ERA UMA VEZ O JORNAL DA VILA
Toda Vila tem um jornal (pra não chamar de fofoqueira, porque é uma palavra um pouco ofensiva, vou chamar essa personagem de jornal da Vila). Esse jornal é uma pessoa que sabe da vida de cada um da Vila, que sabe quem chega, quem sai (pois mora em frente ao ponto de ônibus da Vila). Quando vê um da Vila saindo grita de sua janela, o ponto do jornal:
Compadre já está indo receber o pagamento? Ou:
Fulano já está deixando a mulher com os filhos pra cair na esbórnia. Ou:
Queridinho estava estudando ou estava torrando o dinheiro que seu pai dá pra
você?
Quando vê um forasteiro (assim que ela chamava as pessoas que ela não conhecia) já perguntava:
Está procurando alguém? É algum cobrador? Quem está devendo para você?É
delegado de polícia? Veio prender alguém? O que ele fez? Me conte, me conte…
Não dava tempo nem da pessoa responder. O forasteiro cansava e desistia de responder e ia fazer o que tinha que fazer, deixando o jornal da Vila com suas próprias interpretações.
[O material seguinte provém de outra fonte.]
//! Origin and destination airport metadata.

/// Default transition altitude/level (feet) when the planning source does
/// not supply one.
pub const DEFAULT_TRANSITION_FT: f64 = 18_000.0;

/// Metadata for one end of the route.
///
/// Populated from the planning source at ingestion time; every field has an
/// explicit default so a sparse upstream record still yields a usable value.
#[derive(Debug, Clone, PartialEq)]
pub struct AirportInfo {
    /// ICAO identifier, `----` when unknown.
    pub icao: String,
    /// Field elevation in feet.
    pub elevation_ft: f64,
    /// Planned runway, `--` when unknown.
    pub runway: String,
    /// Minimum off-route altitude near the field, feet.
    pub mora_ft: f64,
    /// Transition altitude (climbing: switch to standard pressure), feet.
    pub transition_alt_ft: f64,
    /// Transition level (descending: switch to local QNH), feet.
    pub transition_level_ft: f64,
    /// Latest ATIS broadcast text.
    pub atis: String,
    /// ATIS information letter.
    pub atis_letter: String,
    /// Destination METAR text.
    pub metar: String,
    /// Active NOTAMs, one entry per notice.
    pub notams: Vec<String>,
}

impl Default for AirportInfo {
    fn default() -> Self {
        Self {
            icao: "----".to_string(),
            elevation_ft: 0.0,
            runway: "--".to_string(),
            mora_ft: 0.0,
            transition_alt_ft: DEFAULT_TRANSITION_FT,
            transition_level_ft: DEFAULT_TRANSITION_FT,
            atis: "NO ATIS DATA".to_string(),
            atis_letter: "-".to_string(),
            metar: "NO DATA".to_string(),
            notams: Vec::new(),
        }
    }
}

impl AirportInfo {
    /// Create a record with identifier and elevation, defaults elsewhere.
    pub fn new(icao: impl Into<String>, elevation_ft: f64) -> Self {
        Self {
            icao: icao.into(),
            elevation_ft,
            ..Self::default()
        }
    }

    /// Set the transition altitude (feet).
    pub fn with_transition_alt(mut self, feet: f64) -> Self {
        self.transition_alt_ft = feet;
        self
    }

    /// Set the transition level (feet).
    pub fn with_transition_level(mut self, feet: f64) -> Self {
        self.transition_level_ft = feet;
        self
    }
}
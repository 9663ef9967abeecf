//! Log streaming operations

use bollard::container::{LogOutput, LogsOptions};
use futures::stream::{self, BoxStream, StreamExt};
use tracing::debug;

use crate::core::{DockerError, LogMode, Result};
use crate::docker::DockerClient;

/// Lazily produced log lines; unbounded under `LogMode::Follow`
pub type LogStream = BoxStream<'static, Result<String>>;

impl DockerClient {
    /// Stream logs from a container in the given mode
    pub fn stream_logs(&self, id: &str, mode: LogMode) -> LogStream {
        debug!("Streaming logs for container {} ({})", id, mode);

        let options = LogsOptions::<String> {
            stdout: true,
            stderr: true,
            timestamps: false,
            follow: mode.follows(),
            tail: mode.tail_param(),
            ..Default::default()
        };

        let frames = self.inner().logs(id, Some(options)).boxed();
        stream::unfold(Some((frames, LineSplitter::default())), |state| async move {
            let Some((mut frames, mut splitter)) = state else {
                return None;
            };
            match frames.next().await {
                Some(Ok(output)) => {
                    let lines: Vec<Result<String>> =
                        splitter.push(output).into_iter().map(Ok).collect();
                    Some((lines, Some((frames, splitter))))
                }
                Some(Err(e)) => {
                    let failure = DockerError::Logs(format!("Failed to read logs: {}", e));
                    Some((vec![Err(failure.into())], None))
                }
                None => {
                    let rest: Vec<Result<String>> =
                        splitter.finish().into_iter().map(Ok).collect();
                    (!rest.is_empty()).then_some((rest, None))
                }
            }
        })
        .flat_map(stream::iter)
        .boxed()
    }
}

/// Reassembles lines from log frames
///
/// Frames carry arbitrary byte chunks (always so for TTY containers), so an
/// incomplete trailing line is held until its newline arrives. Stdout and
/// stderr are buffered separately.
#[derive(Debug, Default)]
struct LineSplitter {
    stdout: Vec<u8>,
    stderr: Vec<u8>,
}

impl LineSplitter {
    /// Complete lines in arrival order; empty lines included
    fn push(&mut self, output: LogOutput) -> Vec<String> {
        let (buffer, bytes) = match output {
            LogOutput::StdOut { message } | LogOutput::Console { message } => {
                (&mut self.stdout, message)
            }
            LogOutput::StdErr { message } => (&mut self.stderr, message),
            LogOutput::StdIn { .. } => return Vec::new(),
        };
        buffer.extend_from_slice(&bytes);

        let mut lines = Vec::new();
        while let Some(end) = buffer.iter().position(|b| *b == b'\n') {
            let line: Vec<u8> = buffer.drain(..=end).collect();
            lines.push(decode_line(&line[..end]));
        }
        lines
    }

    /// Whatever is left without a trailing newline once the stream ends
    fn finish(&mut self) -> Vec<String> {
        [&mut self.stdout, &mut self.stderr]
            .into_iter()
            .filter(|buffer| !buffer.is_empty())
            .map(|buffer| decode_line(&std::mem::take(buffer)))
            .collect()
    }
}

fn decode_line(bytes: &[u8]) -> String {
    let bytes = bytes.strip_suffix(b"\r").unwrap_or(bytes);
    String::from_utf8_lossy(bytes).into_owned()
}
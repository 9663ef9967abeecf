use thiserror::Error;

/// Main error type for Dockpick
#[derive(Error, Debug)]
pub enum DockPickError {
    /// Docker API errors
    #[error("Docker error: {0}")]
    Docker(#[from] DockerError),

    /// Environment checks that run before the session starts
    #[error("Startup error: {0}")]
    Startup(#[from] StartupError),

    /// Terminal and finder errors
    #[error("UI error: {0}")]
    Ui(#[from] UiError),

    /// Configuration errors
    #[error("Configuration error: {0}")]
    Config(#[from] ConfigError),

    /// IO errors
    #[error("IO error: {0}")]
    Io(#[from] std::io::Error),
}

/// Docker-specific errors
#[derive(Error, Debug)]
pub enum DockerError {
    /// Connection errors
    #[error("Failed to connect to Docker: {0}")]
    Connection(String),

    /// Container errors
    #[error("Container error: {0}")]
    Container(String),

    /// Exec errors
    #[error("Exec error: {0}")]
    Exec(String),

    /// Log streaming errors
    #[error("Log error: {0}")]
    Logs(String),

    /// Export errors
    #[error("Export error: {0}")]
    Export(String),

    /// Commit errors
    #[error("Commit error: {0}")]
    Commit(String),
}

/// Fatal conditions detected before the interactive loop starts
#[derive(Error, Debug)]
pub enum StartupError {
    /// A required executable is not on PATH
    #[error("'{tool}' was not found in PATH")]
    DependencyMissing { tool: String },

    /// The engine CLI exists but the daemon does not answer
    #[error("Docker daemon is not reachable: {0}")]
    EngineUnreachable(String),
}

/// UI-related errors
#[derive(Error, Debug)]
pub enum UiError {
    /// Terminal errors
    #[error("Terminal error: {0}")]
    Terminal(String),

    /// Fuzzy finder errors
    #[error("Finder error: {0}")]
    Finder(String),
}

/// Configuration errors
#[derive(Error, Debug)]
pub enum ConfigError {
    /// Validation errors
    #[error("Configuration validation failed: {0}")]
    Validation(String),
}

/// Result type alias
pub type Result<T> = std::result::Result<T, DockPickError>;

impl DockPickError {
    /// Get a user-friendly error message
    pub fn user_message(&self) -> String {
        match self {
            DockPickError::Startup(StartupError::DependencyMissing { tool }) => {
                format!("'{}' is required but was not found. Please install it.", tool)
            }
            DockPickError::Startup(StartupError::EngineUnreachable(_))
            | DockPickError::Docker(DockerError::Connection(_)) => {
                "Could not connect to Docker. Please ensure Docker is running.".to_string()
            }
            DockPickError::Docker(DockerError::Container(msg))
            | DockPickError::Docker(DockerError::Exec(msg))
            | DockPickError::Docker(DockerError::Logs(msg))
            | DockPickError::Docker(DockerError::Export(msg))
            | DockPickError::Docker(DockerError::Commit(msg)) => msg.clone(),
            _ => self.to_string(),
        }
    }
}
use std::path::{Path, PathBuf};

use anyhow::{Context, Result};

use tracing::{debug, info};

pub mod model;

pub use model::*;

use crate::ui::Theme;

const LOCAL_CONFIG: &str = "dockpick.toml";

impl Config {
    /// Load configuration from a specific file path
    pub fn load<P: AsRef<Path>>(path: P) -> Result<Self> {
        let path = path.as_ref();
        info!("Loading configuration from: {}", path.display());

        let contents = std::fs::read_to_string(path)
            .with_context(|| format!("Failed to read config file: {}", path.display()))?;

        let config: Config = toml::from_str(&contents)
            .with_context(|| format!("Failed to parse config file: {}", path.display()))?;

        config.validate()?;
        debug!("Configuration loaded and validated successfully");

        Ok(config)
    }

    /// Load configuration from default locations
    pub fn load_default() -> Result<Self> {
        if let Some(config_path) = Self::default_path() {
            if config_path.exists() {
                return Self::load(&config_path);
            }
        }

        // Try current directory
        let local_config = PathBuf::from(LOCAL_CONFIG);
        if local_config.exists() {
            return Self::load(&local_config);
        }

        info!("No configuration file found, using defaults");
        Ok(Config::default())
    }

    /// `<config dir>/config.toml` for this user, if the platform has one
    pub fn default_path() -> Option<PathBuf> {
        use directories::ProjectDirs;

        ProjectDirs::from("com", "dockpick", "dockpick")
            .map(|dirs| dirs.config_dir().join("config.toml"))
    }

    fn validate(&self) -> Result<()> {
        if self.general.log_tail == 0 {
            anyhow::bail!("log_tail must be at least 1");
        }

        if self.docker.cli.trim().is_empty() {
            anyhow::bail!("docker.cli must not be empty");
        }

        if self.docker.stop_timeout_secs < 0 {
            anyhow::bail!("stop_timeout_secs must not be negative");
        }

        if self.finder.binary.trim().is_empty() {
            anyhow::bail!("finder.binary must not be empty");
        }

        if self.exec.shells.iter().all(|s| s.trim().is_empty()) {
            anyhow::bail!("exec.shells must name at least one shell");
        }

        Theme::from_config(&self.ui).context("Invalid ui.colors entry")?;

        Ok(())
    }
}
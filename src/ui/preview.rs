//! Inspect summary shown in the finder's preview pane

use crate::core::{ContainerDetails, NOT_APPLICABLE};
use crate::ui::Theme;

const NONE: &str = "none";

/// Render the preview for one container, one line per entry
pub fn render_details(details: &ContainerDetails, theme: &Theme) -> Vec<String> {
    let field = |name: &str, value: &str| {
        format!("{} {}", theme.label(&format!("{:<15}", name)), value)
    };

    let created = details
        .created
        .map(|c| c.format("%Y-%m-%d %H:%M:%S UTC").to_string())
        .unwrap_or_else(|| NOT_APPLICABLE.to_string());

    let mut lines = vec![
        field("ID:", &details.id),
        field("Name:", &details.name),
        field("Created:", &created),
        field(
            "Status:",
            &format!("{} {}", theme.icon(details.status), details.status_text),
        ),
        field("Health:", details.health.as_deref().unwrap_or(NOT_APPLICABLE)),
        field("Image:", &details.image),
        field(
            "Restart Policy:",
            details.restart_policy.as_deref().unwrap_or(NOT_APPLICABLE),
        ),
    ];

    if details.bind_mounts.is_empty() {
        lines.push(field("Mounts:", NONE));
    } else {
        lines.push(field("Mounts:", ""));
        for mount in &details.bind_mounts {
            let mode = if mount.read_only { " (ro)" } else { "" };
            lines.push(format!("  - {} -> {}{}", mount.source, mount.destination, mode));
        }
    }

    let ports = details
        .ports
        .iter()
        .map(|p| {
            format!(
                "{} (Host: {})",
                p.container_port,
                p.host_port.as_deref().unwrap_or(NOT_APPLICABLE)
            )
        })
        .collect::<Vec<_>>();
    lines.push(field("Ports:", &join_or_none(&ports)));
    lines.push(field("Networks:", &join_or_none(&details.networks)));

    lines
}

fn join_or_none(items: &[String]) -> String {
    if items.is_empty() {
        NONE.to_string()
    } else {
        items.join(", ")
    }
}
use std::sync::Arc;

use bollard::{Docker, API_DEFAULT_VERSION};
use tracing::{debug, info};

use crate::core::{ConnectionInfo, DockerError, Result};

/// Seconds bollard waits on a single request
const REQUEST_TIMEOUT_SECS: u64 = 120;

/// How an explicit `--host` value is reached
#[derive(Debug, Clone, Copy, PartialEq, Eq)]
enum Transport {
    Unix,
    Http,
}

impl Transport {
    /// `unix://` is a local socket; `tcp://`, `http://` and bare `host:port` are HTTP
    fn for_host(host: &str) -> Result<Self> {
        match host.split_once("://").map(|(scheme, _)| scheme) {
            Some("unix") => Ok(Transport::Unix),
            Some("tcp") | Some("http") | None => Ok(Transport::Http),
            Some(other) => Err(DockerError::Connection(format!(
                "Unsupported Docker host scheme '{}://' in {}",
                other, host
            ))
            .into()),
        }
    }
}

/// Handle on one Docker daemon, verified by a version handshake
#[derive(Clone)]
pub struct DockerClient {
    inner: Arc<Docker>,
    connection_info: ConnectionInfo,
}

impl DockerClient {
    /// Connect to `host`, or to whatever DOCKER_HOST and the platform default name
    pub async fn connect(host: Option<&str>) -> Result<Self> {
        let docker = match host {
            None => {
                info!("Connecting to Docker using local defaults");
                Docker::connect_with_local_defaults()
                    .map_err(|e| DockerError::Connection(e.to_string()))?
            }
            Some(host) => {
                info!("Connecting to Docker at {}", host);
                Self::open(host)?
            }
        };

        Self::handshake(docker).await
    }

    fn open(host: &str) -> Result<Docker> {
        let docker = match Transport::for_host(host)? {
            #[cfg(unix)]
            Transport::Unix => {
                Docker::connect_with_unix(host, REQUEST_TIMEOUT_SECS, API_DEFAULT_VERSION)
            }
            #[cfg(not(unix))]
            Transport::Unix => {
                return Err(DockerError::Connection(format!(
                    "Unix sockets are not available on this platform: {}",
                    host
                ))
                .into())
            }
            Transport::Http => {
                Docker::connect_with_http(host, REQUEST_TIMEOUT_SECS, API_DEFAULT_VERSION)
            }
        };
        docker.map_err(|e| DockerError::Connection(e.to_string()).into())
    }

    /// Ask the daemon for its version; fails when nothing answers
    async fn handshake(docker: Docker) -> Result<Self> {
        debug!("Fetching Docker version information");

        let version = docker
            .version()
            .await
            .map_err(|e| DockerError::Connection(e.to_string()))?;

        let unknown = || "unknown".to_string();
        let info = ConnectionInfo {
            version: version.version.unwrap_or_else(unknown),
            api_version: version.api_version.unwrap_or_else(unknown),
            os: version.os.unwrap_or_else(unknown),
            arch: version.arch.unwrap_or_else(unknown),
        };

        info!(
            "Docker daemon {} (API: {}) on {}/{}",
            info.version, info.api_version, info.os, info.arch
        );

        Ok(Self {
            inner: Arc::new(docker),
            connection_info: info,
        })
    }

    /// Wrap a client without contacting the daemon
    #[cfg(test)]
    pub(crate) fn unverified(docker: Docker) -> Self {
        Self {
            inner: Arc::new(docker),
            connection_info: ConnectionInfo::default(),
        }
    }

    pub fn connection_info(&self) -> &ConnectionInfo {
        &self.connection_info
    }

    pub async fn ping(&self) -> Result<String> {
        debug!("Pinging Docker daemon");

        let response = self
            .inner
            .ping()
            .await
            .map_err(|e| DockerError::Connection(e.to_string()))?;

        Ok(response)
    }

    pub fn inner(&self) -> &Docker {
        &self.inner
    }
}

#[cfg(test)]
mod tests {
    use super::*;
    use crate::core::DockPickError;

    #[test]
    fn test_transport_follows_scheme() {
        assert_eq!(
            Transport::for_host("unix:///var/run/docker.sock").unwrap(),
            Transport::Unix
        );
        assert_eq!(
            Transport::for_host("tcp://10.0.0.2:2375").unwrap(),
            Transport::Http
        );
        assert_eq!(
            Transport::for_host("http://localhost:2375").unwrap(),
            Transport::Http
        );
        assert_eq!(Transport::for_host("localhost:2375").unwrap(), Transport::Http);
    }

    #[test]
    fn test_unknown_scheme_is_connection_error() {
        match Transport::for_host("ssh://builder") {
            Err(DockPickError::Docker(DockerError::Connection(msg))) => {
                assert!(msg.contains("ssh://"));
            }
            other => panic!("unexpected result: {:?}", other.map(|_| ())),
        }
    }

    #[tokio::test]
    async fn test_unanswered_host_fails_handshake() {
        let err = DockerClient::connect(Some("tcp://127.0.0.1:1")).await.err().unwrap();
        assert!(matches!(err, DockPickError::Docker(DockerError::Connection(_))));
    }

    // These tests require Docker to be running

    #[tokio::test]
    #[ignore = "requires Docker daemon"]
    async fn test_local_defaults() {
        let client = DockerClient::connect(None).await.unwrap();
        assert!(!client.connection_info().version.is_empty());
        assert!(client.ping().await.is_ok());
    }

    #[cfg(unix)]
    #[tokio::test]
    #[ignore = "requires Docker daemon"]
    async fn test_explicit_unix_socket() {
        let client = DockerClient::connect(Some("unix:///var/run/docker.sock"))
            .await
            .unwrap();
        assert!(client.ping().await.is_ok());
    }
}
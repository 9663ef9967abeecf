//! Core type definitions and shared types

/// Type alias for container IDs
pub type ContainerId = String;

/// Number of lines shown by the default tail log mode
pub const DEFAULT_LOG_TAIL: usize = 50;

/// Outcome of a mutating engine call, always shown to the user
#[derive(Debug, Clone, PartialEq, Eq)]
pub struct ActionResult {
    pub succeeded: bool,
    pub message: String,
}

impl ActionResult {
    pub fn success(message: impl Into<String>) -> Self {
        Self {
            succeeded: true,
            message: message.into(),
        }
    }

    pub fn failure(message: impl Into<String>) -> Self {
        Self {
            succeeded: false,
            message: message.into(),
        }
    }

    /// Build a result for `action`, formatting the engine error on failure
    pub fn from_outcome<E: std::fmt::Display>(
        action: &str,
        target: &str,
        outcome: std::result::Result<(), E>,
    ) -> Self {
        match outcome {
            Ok(()) => Self::success(format!("{} succeeded for {}", action, target)),
            Err(e) => Self::failure(format!("{} failed: {}", action, e)),
        }
    }
}

/// How much of a container's log to show
#[derive(Debug, Clone, Copy, PartialEq, Eq)]
pub enum LogMode {
    /// The last `n` lines, then stop
    Tail(usize),
    /// Everything, then keep streaming until interrupted
    Follow,
    /// The complete log, then stop
    All,
}

impl Default for LogMode {
    fn default() -> Self {
        LogMode::Tail(DEFAULT_LOG_TAIL)
    }
}

impl LogMode {
    /// Value for the engine's `tail` parameter
    pub fn tail_param(&self) -> String {
        match self {
            LogMode::Tail(n) => n.to_string(),
            LogMode::Follow | LogMode::All => "all".to_string(),
        }
    }

    pub fn follows(&self) -> bool {
        matches!(self, LogMode::Follow)
    }
}

impl std::fmt::Display for LogMode {
    fn fmt(&self, f: &mut std::fmt::Formatter<'_>) -> std::fmt::Result {
        match self {
            LogMode::Tail(n) => write!(f, "last {} lines", n),
            LogMode::Follow => write!(f, "follow"),
            LogMode::All => write!(f, "all"),
        }
    }
}
use chrono::{DateTime, Utc};

pub mod errors;
pub mod types;

pub use errors::*;
pub use types::{ActionResult, ContainerId, LogMode, DEFAULT_LOG_TAIL};

/// Marker rendered for metadata the engine did not report
pub const NOT_APPLICABLE: &str = "N/A";

/// Docker connection information
#[derive(Debug, Clone, PartialEq, Eq)]
pub struct ConnectionInfo {
    pub version: String,
    pub api_version: String,
    pub os: String,
    pub arch: String,
}

impl Default for ConnectionInfo {
    fn default() -> Self {
        Self {
            version: "unknown".to_string(),
            api_version: "unknown".to_string(),
            os: "unknown".to_string(),
            arch: "unknown".to_string(),
        }
    }
}

/// Container runtime state, reduced to what the selector distinguishes
#[derive(Debug, Clone, Copy, PartialEq, Eq, Hash)]
pub enum ContainerStatus {
    Running,
    Exited,
    Created,
    Unknown,
}

impl ContainerStatus {
    /// Parse the engine's state word ("running", "exited", ...)
    pub fn from_state(state: Option<&str>) -> Self {
        match state.map(|s| s.trim().to_ascii_lowercase()).as_deref() {
            Some("running") => ContainerStatus::Running,
            Some("exited") => ContainerStatus::Exited,
            Some("created") => ContainerStatus::Created,
            _ => ContainerStatus::Unknown,
        }
    }
}

impl std::fmt::Display for ContainerStatus {
    fn fmt(&self, f: &mut std::fmt::Formatter<'_>) -> std::fmt::Result {
        let s = match self {
            ContainerStatus::Running => "Running",
            ContainerStatus::Exited => "Exited",
            ContainerStatus::Created => "Created",
            ContainerStatus::Unknown => "Unknown",
        };
        write!(f, "{}", s)
    }
}

/// One container as seen in a single listing
///
/// Never cached across refreshes: name and status may change after an action.
#[derive(Debug, Clone, PartialEq, Eq)]
pub struct ContainerRef {
    pub id: ContainerId,
    pub name: String,
    pub image: String,
    pub status: ContainerStatus,
}

impl ContainerRef {
    /// First 12 characters of the id, as the engine CLI shows it
    pub fn short_id(&self) -> &str {
        match self.id.char_indices().nth(12) {
            Some((idx, _)) => &self.id[..idx],
            None => &self.id,
        }
    }
}

/// A bind mount from host to container
#[derive(Debug, Clone, PartialEq, Eq)]
pub struct BindMount {
    pub source: String,
    pub destination: String,
    pub read_only: bool,
}

/// A published port ("80/tcp" bound to host port "8080")
#[derive(Debug, Clone, PartialEq, Eq)]
pub struct PortBinding {
    pub container_port: String,
    pub host_port: Option<String>,
}

/// Inspect metadata used for the preview pane and the action menu header
#[derive(Debug, Clone, PartialEq, Eq)]
pub struct ContainerDetails {
    pub id: ContainerId,
    pub name: String,
    pub image: String,
    pub status: ContainerStatus,
    pub status_text: String,
    pub created: Option<DateTime<Utc>>,
    pub health: Option<String>,
    pub restart_policy: Option<String>,
    pub bind_mounts: Vec<BindMount>,
    pub ports: Vec<PortBinding>,
    pub networks: Vec<String>,
}

#[cfg(test)]
mod tests {
    use super::*;

    #[test]
    fn test_container_status_parse() {
        assert_eq!(ContainerStatus::from_state(Some("running")), ContainerStatus::Running);
        assert_eq!(ContainerStatus::from_state(Some("Exited")), ContainerStatus::Exited);
        assert_eq!(ContainerStatus::from_state(Some("created")), ContainerStatus::Created);
        assert_eq!(ContainerStatus::from_state(Some("paused")), ContainerStatus::Unknown);
        assert_eq!(ContainerStatus::from_state(None), ContainerStatus::Unknown);
    }

    #[test]
    fn test_short_id() {
        let container = ContainerRef {
            id: "abc123def456789".to_string(),
            name: "web".to_string(),
            image: "nginx".to_string(),
            status: ContainerStatus::Running,
        };
        assert_eq!(container.short_id(), "abc123def456");

        let short = ContainerRef {
            id: "abc123".to_string(),
            ..container
        };
        assert_eq!(short.short_id(), "abc123");
    }
}
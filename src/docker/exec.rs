//! Exec helpers: shell checks over the API, interactive sessions over the CLI

use std::path::{Path, PathBuf};
use std::process::ExitStatus;

use async_trait::async_trait;
use bollard::exec::{CreateExecOptions, StartExecResults};
use futures::StreamExt;
use tracing::{debug, info};

use crate::core::{DockerError, Result};
use crate::docker::DockerClient;

/// Whether a candidate shell can run inside a container
#[derive(Debug, Clone, Copy, PartialEq, Eq)]
pub enum ShellCheck {
    Available,
    Missing,
}

impl ShellCheck {
    /// A check runs `<shell> -c "exit 0"`, so anything but 0 means unusable
    pub fn from_exit_code(exit_code: Option<i64>) -> Self {
        match exit_code {
            Some(0) => ShellCheck::Available,
            _ => ShellCheck::Missing,
        }
    }
}

impl DockerClient {
    /// Run a throwaway non-interactive exec to see whether `shell` exists
    pub async fn check_shell(&self, container_id: &str, shell: &str) -> Result<ShellCheck> {
        debug!("Checking shell {} in container {}", shell, container_id);

        let create = CreateExecOptions::<String> {
            attach_stdout: Some(true),
            attach_stderr: Some(true),
            tty: Some(false),
            cmd: Some(vec![
                shell.to_string(),
                "-c".to_string(),
                "exit 0".to_string(),
            ]),
            ..Default::default()
        };

        let exec = self
            .inner()
            .create_exec(container_id, create)
            .await
            .map_err(|e| DockerError::Exec(format!("Failed to create exec: {e}")))?;

        let started = self
            .inner()
            .start_exec(&exec.id, None)
            .await
            .map_err(|e| DockerError::Exec(format!("Failed to start exec: {e}")))?;

        if let StartExecResults::Attached { mut output, .. } = started {
            while output.next().await.is_some() {}
        }

        let inspect = self
            .inner()
            .inspect_exec(&exec.id)
            .await
            .map_err(|e| DockerError::Exec(format!("Failed to inspect exec: {e}")))?;

        let check = ShellCheck::from_exit_code(inspect.exit_code);
        debug!("Shell {} check result: {:?}", shell, check);
        Ok(check)
    }
}

/// Hand the terminal to `<cli> exec -it <id> <argv...>` until it exits
///
/// The child is killed if the returned future is dropped.
async fn attach_interactive(
    cli: &Path,
    container_id: &str,
    argv: &[String],
) -> Result<ExitStatus> {
    info!(
        "Attaching interactive exec to {}: {:?}",
        container_id, argv
    );

    let status = tokio::process::Command::new(cli)
        .arg("exec")
        .arg("-it")
        .arg(container_id)
        .args(argv)
        .kill_on_drop(true)
        .status()
        .await
        .map_err(|e| DockerError::Exec(format!("Failed to launch {}: {e}", cli.display())))?;

    info!("Interactive exec in {} finished: {}", container_id, status);
    Ok(status)
}

/// The two steps of an interactive exec
#[cfg_attr(test, mockall::automock)]
#[async_trait]
pub trait ExecRunner: Send + Sync {
    /// Check a candidate shell without a terminal
    async fn check_shell(&self, container_id: &str, shell: &str) -> Result<ShellCheck>;

    /// Run `argv` attached to the user's terminal until it exits
    async fn attach(&self, container_id: &str, argv: &[String]) -> Result<ExitStatus>;
}

/// Checks shells through the API, attaches through the engine CLI
pub struct CliExec {
    client: DockerClient,
    cli: PathBuf,
}

impl CliExec {
    pub fn new(client: DockerClient, cli: PathBuf) -> Self {
        Self { client, cli }
    }
}

#[async_trait]
impl ExecRunner for CliExec {
    async fn check_shell(&self, container_id: &str, shell: &str) -> Result<ShellCheck> {
        self.client.check_shell(container_id, shell).await
    }

    async fn attach(&self, container_id: &str, argv: &[String]) -> Result<ExitStatus> {
        attach_interactive(&self.cli, container_id, argv).await
    }
}

/// Commands to try for an exec request; configured shells when none is given
pub fn exec_candidates(command: &[String], shells: &[String]) -> Vec<Vec<String>> {
    if command.is_empty() {
        shells
            .iter()
            .filter(|s| !s.trim().is_empty())
            .map(|s| vec![s.clone()])
            .collect()
    } else {
        vec![command.to_vec()]
    }
}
E o jornal da Vila interpretava muito bem (na verdade imaginava muito bem), mas essas imaginações tornavam-se reais e espalhavam-se pela Vila como um rastilho de pólvora.
O povo da Vila dizia que ela tinha parte com o demo. Uma senhora, já no seus 80 anos (se dizia amiga dela), ia além e contava para todos:
Não se meta com o jornal da Vila, pois ela me mostrou um livro de magia, me
disse que recebeu do próprio demo. Com esse livro ela descobriu uma botija de ouro debaixo de uma árvore.
Os netos dessa senhora com idade avançada, mas lúcida para contar história, perguntou a ela:
Vó quem enterrou essa botija?
E a vovó se remexia em sua cadeira de balanço, dava uma baforada em seu cachimbo, soltava a fumaça, olhava para essa fumaça como se as histórias estivessem contidas ali através de imagem, e contava:
Dizem que aconteceu uma guerra nessas terras, eles chamaram de Guerra do
Contestado. Morreu muita gente, as pessoas tropeçavam nos corpos caído no chão, crianças órfãs vagavam sem destino por essas matas. Muita gente tinha dinheiro, ouro, jóias. Para não perderem esse riqueza para os saqueadores, eles enterravam debaixo de uma árvore, para que depois que terminasse a guerra tivessem algum dinheiro para recomeçar. Muitos morreram e como suas almas não conseguiram se desapegar dos bens materiais ficavam vagando embaixo da árvore, bem em cima da cova onde estava enterrado a riqueza. E só com esse livro que o jornal da Vila tem que se consegue achar. E o jornal achou e ficou bem de vida, não precisou trabalhar nunca, por isso tem bastante tempo de cuidar da vida dos outros.